Ensuite, il y a eu Russell Brand. Je suis depuis longtemps un admirateur de Brand, l’un des rares grands comiques de la scène actuelle à être issu de la classe ouvrière. Ces dernières années, on a assisté à un embourgeoisement effronté de la comédie télévisée, avec le grotesque nigaud ultra-riche Michael McIntyre et une morne bruine de fadasses diplômés qui dominent la scène. 

La veille de la diffusion de la désormais célèbre interview de Brand avec Jeremy Paxman sur Newsnight, j’avais vu le spectacle de stand-up de Brand, « The Messiah Complex », à Ipswich. Ce spectacle était résolument pro-immigration, pro-communisme, antihomophobie, saturé d’intelligence ouvrière et sans crainte de la montrer, et queer comme la culture populaire l’était autrefois (c’est-à-dire rien à voir avec la piété identitaire aigrie que nous imposent les moralisateurs de la « gauche » poststructuraliste). Malcolm X, le Che, la politique comme démantèlement psychédélique de la réalité existante : c’était le communisme comme quelque chose de cool, de sexy et de prolétarien, au lieu d’un sermon moralisateur.

Le lendemain soir, il était clair que l’apparition de Brand avait provoqué un moment de rupture. Pour certains d’entre nous, le démontage en règle de Paxman par Brand a été intensément émouvant, miraculeux. Je ne me souvenais pas de la dernière fois qu’une personne issue de la classe ouvrière avait eu l’occasion de détruire de manière aussi définitive un « supérieur » de classe en utilisant l’intelligence et la raison. Il ne s’agissait pas de Johnny Rotten jurant contre Bill Grundy – un acte d’antagonisme qui confirmait plutôt qu’il ne remettait en cause les stéréotypes de classe. Brand avait déjoué Paxman – et l’utilisation de l’humour était ce qui distinguait Brand de la grisaille de tant de « gauchistes ». Brand fait en sorte que les gens se sentent bien dans leur peau, alors que la gauche moralisatrice se spécialise dans le fait de faire en sorte que les gens se sentent mal, et n’est pas satisfaite tant qu’ils n’ont pas la tête penchée dans la culpabilité et le dégoût d’eux-mêmes. 

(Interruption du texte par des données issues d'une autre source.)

use fieldkit_application::{FieldKitService, SaveFieldInput, SaveFormInput};
use fieldkit_core::{AppResult, TenantId};
use fieldkit_domain::{
    ConditionOperator, ExpectedValues, FieldControl, ValidationRules, VisibilityCondition,
};
use tracing::info;

const DEV_SEED_PURPOSE_TOKEN: &str = "customer_registration";
const DEV_SEED_FORM_NAME: &str = "Customer Registration";

/// Seeds a demo registration form so a fresh dev server has something to
/// render.
pub async fn run(service: &FieldKitService, tenant_id: TenantId) -> AppResult<()> {
    let form = service
        .create_form(
            tenant_id,
            SaveFormInput {
                purpose_token: Some(DEV_SEED_PURPOSE_TOKEN.to_owned()),
                name: DEV_SEED_FORM_NAME.to_owned(),
                description: Some(
                    "Collects company details during customer sign-up.".to_owned(),
                ),
                is_active: true,
                priority: 10,
            },
        )
        .await?;

    let purpose_token = form.purpose_token().as_str();

    service
        .save_field(
            tenant_id,
            purpose_token,
            SaveFieldInput {
                field_key: "customer_type".to_owned(),
                control: FieldControl::Select { searchable: false },
                label: "Customer Type".to_owned(),
                description: Some("Drives which detail fields appear below.".to_owned()),
                placeholder: None,
                is_required: true,
                is_active: true,
                sort_order: None,
                validation_rules: ValidationRules::parse("required"),
                options: Vec::new(),
                quick_options: Some("Business\nIndividual\nNon Profit".to_owned()),
                external_mappings: Vec::new(),
                conditions: Vec::new(),
            },
        )
        .await?;

    service
        .save_field(
            tenant_id,
            purpose_token,
            SaveFieldInput {
                field_key: "company_name".to_owned(),
                control: FieldControl::Text {
                    max_length: Some(120),
                },
                label: "Company Name".to_owned(),
                description: None,
                placeholder: Some("ACME Ltd".to_owned()),
                is_required: true,
                is_active: true,
                sort_order: None,
                validation_rules: ValidationRules::parse("required|max:120"),
                options: Vec::new(),
                quick_options: None,
                external_mappings: Vec::new(),
                conditions: vec![VisibilityCondition::new(
                    "customer_type",
                    ConditionOperator::In,
                    ExpectedValues::parse("business,non_profit"),
                )?],
            },
        )
        .await?;

    service
        .save_field(
            tenant_id,
            purpose_token,
            SaveFieldInput {
                field_key: "vat_number".to_owned(),
                control: FieldControl::Text {
                    max_length: Some(32),
                },
                label: "VAT Number".to_owned(),
                description: Some("Required for business customers only.".to_owned()),
                placeholder: None,
                is_required: false,
                is_active: true,
                sort_order: None,
                validation_rules: ValidationRules::default(),
                options: Vec::new(),
                quick_options: None,
                external_mappings: Vec::new(),
                conditions: vec![VisibilityCondition::new(
                    "customer_type",
                    ConditionOperator::Equals,
                    ExpectedValues::parse("business"),
                )?],
            },
        )
        .await?;

    service
        .save_field(
            tenant_id,
            purpose_token,
            SaveFieldInput {
                field_key: "employee_count".to_owned(),
                control: FieldControl::Number {
                    min: Some(1.0),
                    max: None,
                    step: Some(1.0),
                },
                label: "Employee Count".to_owned(),
                description: None,
                placeholder: None,
                is_required: false,
                is_active: true,
                sort_order: None,
                validation_rules: ValidationRules::default(),
                options: Vec::new(),
                quick_options: None,
                external_mappings: Vec::new(),
                conditions: vec![VisibilityCondition::new(
                    "customer_type",
                    ConditionOperator::NotEquals,
                    ExpectedValues::parse("individual"),
                )?],
            },
        )
        .await?;

    service
        .save_field(
            tenant_id,
            purpose_token,
            SaveFieldInput {
                field_key: "contact_email".to_owned(),
                control: FieldControl::Email {
                    autocomplete: Some("email".to_owned()),
                },
                label: "Contact Email".to_owned(),
                description: None,
                placeholder: Some("you@example.com".to_owned()),
                is_required: true,
                is_active: true,
                sort_order: None,
                validation_rules: ValidationRules::parse("required|email"),
                options: Vec::new(),
                quick_options: None,
                external_mappings: Vec::new(),
                conditions: Vec::new(),
            },
        )
        .await?;

    service
        .save_field(
            tenant_id,
            purpose_token,
            SaveFieldInput {
                field_key: "notes".to_owned(),
                control: FieldControl::Textarea {
                    rows: Some(4),
                    max_length: Some(2000),
                },
                label: "Notes".to_owned(),
                description: Some("Anything else we should know.".to_owned()),
                placeholder: None,
                is_required: false,
                is_active: true,
                sort_order: None,
                validation_rules: ValidationRules::default(),
                options: Vec::new(),
                quick_options: None,
                external_mappings: Vec::new(),
                conditions: Vec::new(),
            },
        )
        .await?;

    service
        .save_field(
            tenant_id,
            purpose_token,
            SaveFieldInput {
                field_key: "subscribe".to_owned(),
                control: FieldControl::Checkbox { inline: true },
                label: "Subscribe to product updates".to_owned(),
                description: None,
                placeholder: None,
                is_required: false,
                is_active: true,
                sort_order: None,
                validation_rules: ValidationRules::default(),
                options: Vec::new(),
                quick_options: None,
                external_mappings: Vec::new(),
                conditions: Vec::new(),
            },
        )
        .await?;

    info!(
        %tenant_id,
        purpose_token = DEV_SEED_PURPOSE_TOKEN,
        "development form seed completed"
    );

    Ok(())
}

La gauche moralisatrice a rapidement fait en sorte que l’histoire ne porte pas sur l’extraordinaire violation par Brand des conventions insipides du « débat » des médias grand public ni sur son affirmation selon laquelle une révolution allait se produire. (Cette dernière affirmation ne pouvait être entendue par la « gauche » narcissique petite-bourgeoise aux oreilles nues que comme le fait que Brand disait qu’il voulait mener la révolution – ce à quoi ils ont répondu avec le ressentiment habituel : « Je n’ai pas besoin de la célébrité pour me guider ») Pour les moralisateurs, l’histoire dominante devait porter sur la conduite personnelle de Brand, et plus particulièrement sur son sexisme. Dans l’atmosphère fébrile de maccarthysme fermentée par la gauche moralisatrice, les remarques qui pourraient être interprétées comme sexistes signifient que Brand est sexiste, ce qui signifie également qu’il est misogyne. C’est clair et net, définitivement condamné. 

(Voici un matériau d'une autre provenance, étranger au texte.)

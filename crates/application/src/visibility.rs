//! Conditional-visibility evaluation for dependent fields.
//!
//! A field's conditions watch other fields' live values. The same rules run
//! server-side here and client-side in admin previews, so the normalization
//! story is deliberately small: everything compares as text.

use fieldkit_domain::{ConditionOperator, VisibilityCondition};
use serde_json::{Map, Value};

/// Decides whether a field with the given conditions should display.
///
/// Conditions combine with logical AND and short-circuit on the first
/// failure; a field with no conditions always displays. `lookup` resolves
/// the current value of a watched field and returns `None` when the field
/// has no entry at all.
pub fn should_display<'a, F>(conditions: &[VisibilityCondition], lookup: F) -> bool
where
    F: Fn(&str) -> Option<&'a Value>,
{
    conditions
        .iter()
        .all(|condition| condition_met(condition, lookup(condition.field_key().as_str())))
}

/// Evaluates conditions against a JSON object of live values.
#[must_use]
pub fn should_display_in(conditions: &[VisibilityCondition], values: &Map<String, Value>) -> bool {
    should_display(conditions, |field_key| values.get(field_key))
}

/// Evaluates one condition against the looked-up value.
///
/// Scalars normalize to comparison text first: booleans become `"true"` or
/// `"false"`, numbers their canonical rendering, strings are trimmed.
/// Absent, null, array, and object values have no comparison text; they
/// fail `in` and `equals` and satisfy `not_in` and `not_equals`, so a field
/// watching an untouched input stays hidden until the expected value
/// actually appears.
#[must_use]
pub fn condition_met(condition: &VisibilityCondition, value: Option<&Value>) -> bool {
    let expected = condition.expected();
    match comparison_text(value) {
        None => matches!(
            condition.operator(),
            ConditionOperator::NotIn | ConditionOperator::NotEquals
        ),
        Some(actual) => match condition.operator() {
            ConditionOperator::In => expected.contains(&actual),
            ConditionOperator::NotIn => !expected.contains(&actual),
            ConditionOperator::Equals => expected.first() == Some(actual.as_str()),
            ConditionOperator::NotEquals => expected.first() != Some(actual.as_str()),
        },
    }
}

fn comparison_text(value: Option<&Value>) -> Option<String> {
    match value? {
        Value::Bool(true) => Some("true".to_owned()),
        Value::Bool(false) => Some("false".to_owned()),
        Value::Number(number) => Some(number.to_string()),
        Value::String(text) => Some(text.trim().to_owned()),
        Value::Null | Value::Array(_) | Value::Object(_) => None,
    }
}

Il est juste que Brand, comme chacun d’entre nous, réponde de son comportement et du langage qu’il utilise. Mais ces questions doivent être posées dans une atmosphère de camaraderie et de solidarité, et probablement pas en public dans un premier temps – bien que lorsque Brand a été interrogé sur le sexisme par Mehdi Hasan, il a affiché exactement le genre d’humilité de bon aloi qui manquait totalement aux visages impassibles de ceux qui l’avaient jugé. « Je ne pense pas être sexiste. Mais je me souviens de ma grand-mère, la personne la plus adorable que j’aie jamais connue, mais elle était raciste, mais je ne pense pas qu’elle le savait. Je ne sais pas si j’ai une gueule de bois culturelle, je sais que j’aime beaucoup les expressions populaires, comme “darling” (“ma chérie”) et “bird” (“mon petit oiseau”), donc si les femmes pensent que je suis sexiste, elles sont mieux placées que moi pour en juger, donc je vais travailler là-dessus ». 

L’intervention de Brand n’était pas une tentative de leadership, c’était une inspiration, un appel aux armes. Et pour ma part, j’ai été inspiré. Alors que quelques mois auparavant, j’aurais gardé le silence pendant que les moralisateurs de la gauche caviar soumettaient Brand à leur tribunal bidon et à leur diffamation – avec des « preuves » généralement glanées dans la presse de droite, toujours disponible pour prêter main forte à ce genre d’exercice – cette fois-ci, j’étais prêt à les affronter. La réponse à Brand est rapidement devenue aussi importante que l’échange avec Paxman lui-même. Comme l’a souligné Laura Oldfield Ford, il s’agissait d’un moment de clarification. Et l’une des choses qui a été clarifiée pour moi est la façon dont, ces dernières années, une grande partie de la soi-disant « gauche » a supprimé les questions de classes. 

La conscience de classe est fragile et fugace. La petite bourgeoisie qui domine le monde académique et l’industrie culturelle a toutes sortes d’angoisses et d’appréhensions qui empêchent le sujet d’être abordé ; et ensuite, s’il est abordé, elle fait croire qu’il n’est pas pertinent, presque un manquement éthique, que de l’évoquer. Cela fait des années que je prends la parole lors d’événements anticapitalistes, mais j’ai rarement parlé – ou été invité à parler – en public de classes sociales. 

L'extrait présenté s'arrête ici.